Using FourSquare API, we can find explore neighborhoods in Toronto and what kind of venues reside in each neighborhood. 

In [None]:
#Install Dependencies 
!conda install -c conda-forge geopy --yes 
from geopy.geocoders import Nominatim # convert an address into latitude and longitude values

In [None]:
#Use geopy library to get the latitude and longitude values of Toronto 
address = 'Toronto'

geolocator = Nominatim(user_agent="ny_explorer")
location = geolocator.geocode(address)
latitude = location.latitude
longitude = location.longitude
print('The geograpical coordinate of Toronto are {}, {}.'.format(latitude, longitude))

In [None]:
#Folium is a great visualization library. 
#It has the ability zoom in/out of map, and click on each circle mark to reveal the name of the 
#neighborhood and its respective borough.

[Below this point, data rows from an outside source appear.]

mod buckets;
mod engine;
mod funding;
mod guard;
mod lifecycle;
mod oracle;

/// Assert that an error chain carries the given protocol error id (the
/// snake_case serialization, e.g. "stale_price").
pub(crate) fn assert_err_id(err: anyhow::Error, id: &str) {
    let chain = format!("{err:?}");
    assert!(
        chain.contains(&format!("\"{id}\"")),
        "expected error id {id}, got: {chain}"
    );
}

!conda install -c conda-forge folium=0.5.0 --yes
import folium 

In [None]:
#We are using a 1 Km Radius 
radius=1000
url = 'https://api.foursquare.com/v2/venues/explore?client_id={}&client_secret={}&ll={},{}&v={}&radius={}'.format(CLIENT_ID, CLIENT_SECRET, latitude, longitude, VERSION, radius)
results = requests.get(url).json()

def get_category_type(row):
    try:
        categories_list = row['categories']
    except:
        categories_list = row['venue.categories']

    if len(categories_list) == 0:
        return None
    else:
        return categories_list[0]['name']

In [None]:
#The API returned a JSON file. 
#Now we turn it into a pandas data frame. 

In [None]:
#Install Dependencies 
import json
from pandas.io.json import json_normalize

#Panda Data Frame 
venues = results['response']['groups'][0]['items']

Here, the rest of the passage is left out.